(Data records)
************
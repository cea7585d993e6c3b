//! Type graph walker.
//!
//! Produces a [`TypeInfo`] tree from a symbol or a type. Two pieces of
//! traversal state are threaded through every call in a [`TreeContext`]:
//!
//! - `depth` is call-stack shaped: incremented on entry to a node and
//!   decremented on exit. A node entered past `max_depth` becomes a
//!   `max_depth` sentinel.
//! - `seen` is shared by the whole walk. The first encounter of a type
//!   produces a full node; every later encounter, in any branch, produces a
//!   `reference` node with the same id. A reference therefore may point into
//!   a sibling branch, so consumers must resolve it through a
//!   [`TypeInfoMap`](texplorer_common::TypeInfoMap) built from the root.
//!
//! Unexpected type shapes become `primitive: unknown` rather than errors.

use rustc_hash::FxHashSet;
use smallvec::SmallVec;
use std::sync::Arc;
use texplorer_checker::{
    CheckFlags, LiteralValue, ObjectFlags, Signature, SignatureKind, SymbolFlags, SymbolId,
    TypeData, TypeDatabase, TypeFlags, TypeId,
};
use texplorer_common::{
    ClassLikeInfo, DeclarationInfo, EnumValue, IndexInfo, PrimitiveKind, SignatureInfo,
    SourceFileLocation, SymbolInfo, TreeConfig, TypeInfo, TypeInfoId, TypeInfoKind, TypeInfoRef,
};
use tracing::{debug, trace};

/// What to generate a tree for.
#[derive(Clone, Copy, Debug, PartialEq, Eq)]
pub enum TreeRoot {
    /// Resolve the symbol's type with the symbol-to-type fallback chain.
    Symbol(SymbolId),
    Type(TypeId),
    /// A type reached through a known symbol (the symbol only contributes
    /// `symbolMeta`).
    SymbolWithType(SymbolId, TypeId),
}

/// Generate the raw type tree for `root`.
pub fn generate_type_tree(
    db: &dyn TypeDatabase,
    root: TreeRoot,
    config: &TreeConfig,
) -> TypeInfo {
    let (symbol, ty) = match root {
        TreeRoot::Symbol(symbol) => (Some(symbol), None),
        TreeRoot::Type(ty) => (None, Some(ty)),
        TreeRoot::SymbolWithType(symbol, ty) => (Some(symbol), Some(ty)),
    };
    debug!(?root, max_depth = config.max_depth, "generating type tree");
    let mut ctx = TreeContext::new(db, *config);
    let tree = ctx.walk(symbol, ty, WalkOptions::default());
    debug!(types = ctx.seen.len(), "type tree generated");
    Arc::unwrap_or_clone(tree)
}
************
### EXERCISE PROMPT
This exercise requires the entries above to be restated exactly.

### SOLVED PROBLEM
repository cea7585d993e6c3b
//! Type graph walker.
//!
//! Produces a [`TypeInfo`] tree from a symbol or a type. Two pieces of
//! traversal state are threaded through every call in a [`TreeContext`]:
//!
//! - `depth` is call-stack shaped: incremented on entry to a node and
//!   decremented on exit. A node entered past `max_depth` becomes a
//!   `max_depth` sentinel.
//! - `seen` is shared by the whole walk. The first encounter of a type
//!   produces a full node; every later encounter, in any branch, produces a
//!   `reference` node with the same id. A reference therefore may point into
//!   a sibling branch, so consumers must resolve it through a
//!   [`TypeInfoMap`](texplorer_common::TypeInfoMap) built from the root.
//!
//! Unexpected type shapes become `primitive: unknown` rather than errors.

use rustc_hash::FxHashSet;
use smallvec::SmallVec;
use std::sync::Arc;
use texplorer_checker::{
    CheckFlags, LiteralValue, ObjectFlags, Signature, SignatureKind, SymbolFlags, SymbolId,
    TypeData, TypeDatabase, TypeFlags, TypeId,
};
use texplorer_common::{
    ClassLikeInfo, DeclarationInfo, EnumValue, IndexInfo, PrimitiveKind, SignatureInfo,
    SourceFileLocation, SymbolInfo, TreeConfig, TypeInfo, TypeInfoId, TypeInfoKind, TypeInfoRef,
};
use tracing::{debug, trace};

/// What to generate a tree for.
#[derive(Clone, Copy, Debug, PartialEq, Eq)]
pub enum TreeRoot {
    /// Resolve the symbol's type with the symbol-to-type fallback chain.
    Symbol(SymbolId),
    Type(TypeId),
    /// A type reached through a known symbol (the symbol only contributes
    /// `symbolMeta`).
    SymbolWithType(SymbolId, TypeId),
}

/// Generate the raw type tree for `root`.
pub fn generate_type_tree(
    db: &dyn TypeDatabase,
    root: TreeRoot,
    config: &TreeConfig,
) -> TypeInfo {
    let (symbol, ty) = match root {
        TreeRoot::Symbol(symbol) => (Some(symbol), None),
        TreeRoot::Type(ty) => (None, Some(ty)),
        TreeRoot::SymbolWithType(symbol, ty) => (Some(symbol), Some(ty)),
    };
    debug!(?root, max_depth = config.max_depth, "generating type tree");
    let mut ctx = TreeContext::new(db, *config);
    let tree = ctx.walk(symbol, ty, WalkOptions::default());
    debug!(types = ctx.seen.len(), "type tree generated");
    Arc::unwrap_or_clone(tree)
}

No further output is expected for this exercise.